También en la mesa, igual que en otros ámbitos, la revolución había devorado a sus hijos. Y en Europa había impuesto el azúcar de remolacha en lugar del de cana. Sin embargo, la del chocolate es una aventura revolucionaria. A menudo se ha contado la “historia revolucionaria” de las bebidas nuevas, las mismas que —después de las de la Antigüedad y el Medievo, el vino y la cerveza— han hecho la Modernidad. El café, la gloriosa ambrosía jacobina del café Procope y de la revista de los hermanos Verri; el té, la infusión que ha salvado a los ingleses del alcoholismo (o al menos lo ha intentado).
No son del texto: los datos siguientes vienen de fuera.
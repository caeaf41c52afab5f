//! Shared types for the email workflow.

use serde::{Deserialize, Serialize};
use uuid::Uuid;

// ── Email ───────────────────────────────────────────────────────────

/// An inbound customer email. Created by the inbound boundary; read-only
/// inside the workflow.
#[derive(Debug, Clone, Serialize, Deserialize)]
pub struct Email {
    /// Stable identifier — also the key for the run's persisted snapshot.
    pub id: String,
    pub from: String,
    pub to: String,
    pub subject: String,
    pub body: String,
}

impl Email {
    /// Render the email as the seed message for the main thread.
    pub fn as_thread_message(&self) -> String {
        format!(
            "From: {}\nTo: {}\nSubject: {}\n\n{}",
            self.from, self.to, self.subject, self.body
        )
    }
}

// ── Question / answer tracking ──────────────────────────────────────

/// A question extracted from an email, with its answer once resolved.
///
/// At most one entry per `(email_id, question_id)` is live in any
/// collection; merges update in place rather than duplicate.
#[derive(Debug, Clone, PartialEq, Eq, Serialize, Deserialize)]
pub struct QuestionAnswer {
    pub email_id: String,
    pub question_id: String,
    pub question: String,
    /// `None` until some knowledge source or the operator supplies one.
    pub answer: Option<String>,
}

impl QuestionAnswer {
    /// Create an unanswered entry with a freshly generated question id.
    pub fn new_unanswered(email_id: impl Into<String>, question: impl Into<String>) -> Self {
        Self {
            email_id: email_id.into(),
            question_id: Uuid::new_v4().to_string(),
            question: question.into(),
            answer: None,
        }
    }

    /// Whether a non-empty answer has been recorded.
    ///
    /// An empty string counts as unanswered, matching the upstream agents
    /// which sometimes emit `""` for questions they could not resolve.
    pub fn has_answer(&self) -> bool {
        self.answer.as_deref().is_some_and(|a| !a.is_empty())
    }
}

// ── Threads ─────────────────────────────────────────────────────────

/// The three conversational contexts opened once per run.
///
/// Immutable after creation; every step that talks to the answerer for this
/// run reuses these ids.
#[derive(Debug, Clone, PartialEq, Eq, Serialize, Deserialize)]
pub struct ThreadsCollection {
    pub main_thread_id: String,
    pub faq_thread_id: String,
    pub rag_thread_id: String,
}

// ── Structured answerer output ──────────────────────────────────────

/// Triage agent output: the open questions that must be answered before a
/// reply can be sent.
#[derive(Debug, Clone, Default, Serialize, Deserialize)]
pub struct TriageResult {
    #[serde(default)]
    pub questions: Vec<String>,
}

/// One answered question from a knowledge-source agent.
#[derive(Debug, Clone, Serialize, Deserialize)]
pub struct AgentAnswer {
    pub question_id: String,
    pub answer: String,
}

/// Structured result of a knowledge-source pass (FAQ or RAG).
#[derive(Debug, Clone, Default, Serialize, Deserialize)]
pub struct AgentAnswerResults {
    #[serde(default)]
    pub answered_questions: Vec<AgentAnswer>,
    #[serde(default)]
    pub unanswered_questions: Vec<String>,
}

#[cfg(test)]
mod tests {
    use super::*;

    #[test]
    fn fresh_question_is_unanswered() {
        let qa = QuestionAnswer::new_unanswered("email-1", "What plan are you on?");
        assert!(!qa.has_answer());
        assert_eq!(qa.email_id, "email-1");
        assert!(!qa.question_id.is_empty());
    }

    #[test]
    fn empty_answer_counts_as_unanswered() {
        let mut qa = QuestionAnswer::new_unanswered("email-1", "q");
        qa.answer = Some(String::new());
        assert!(!qa.has_answer());
        qa.answer = Some("the premium plan".into());
        assert!(qa.has_answer());
    }

    #[test]
    fn question_ids_are_unique() {
        let a = QuestionAnswer::new_unanswered("e", "q");
        let b = QuestionAnswer::new_unanswered("e", "q");
        assert_ne!(a.question_id, b.question_id);
    }

    #[test]
    fn email_thread_message_format() {
        let email = Email {
            id: "email-1".into(),
            from: "alice@example.com".into(),
            to: "support@example.com".into(),
            subject: "Billing question".into(),
            body: "Why was I charged twice?".into(),
        };
        let rendered = email.as_thread_message();
        assert!(rendered.starts_with("From: alice@example.com\n"));
        assert!(rendered.contains("Subject: Billing question"));
        assert!(rendered.ends_with("Why was I charged twice?"));
    }

    #[test]
    fn agent_answer_results_wire_names() {
        let raw = r#"{
            "answered_questions": [{"question_id": "q1", "answer": "Yes"}],
            "unanswered_questions": ["q2"]
        }"#;
        let parsed: AgentAnswerResults = serde_json::from_str(raw).unwrap();
        assert_eq!(parsed.answered_questions.len(), 1);
        assert_eq!(parsed.answered_questions[0].question_id, "q1");
        assert_eq!(parsed.unanswered_questions, vec!["q2"]);
    }

    #[test]
    fn triage_result_tolerates_missing_field() {
        let parsed: TriageResult = serde_json::from_str("{}").unwrap();
        assert!(parsed.questions.is_empty());
    }
}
Sin embargo, con su aterciopelada dulzura, el chocolate es tal vez el más subversivo: bien que lo sabe la espabilada e ingeniosa Despina de Così fan tutte, que rousseaunianamente igualitaria —.no somos acaso todos iguales, según la naturaleza?— no está dispuesta ni por asomo a servir el chocolate a sus señoras sin probar ella también un poquito. Por otro lado, los orígenes del “caldo de las Indias” son tan nobles como inquietantes. Los conquistadores españoles habían tomado su uso de los aztecas, transformando en una bebida agradable —enseguida dulcificada— el chocoatl picante, especiado, que era alimento de los dioses. Y, por lo demás, Linneo lo habría recordado muy bien, cuando en 1727 lo denominó Theobroma cacao.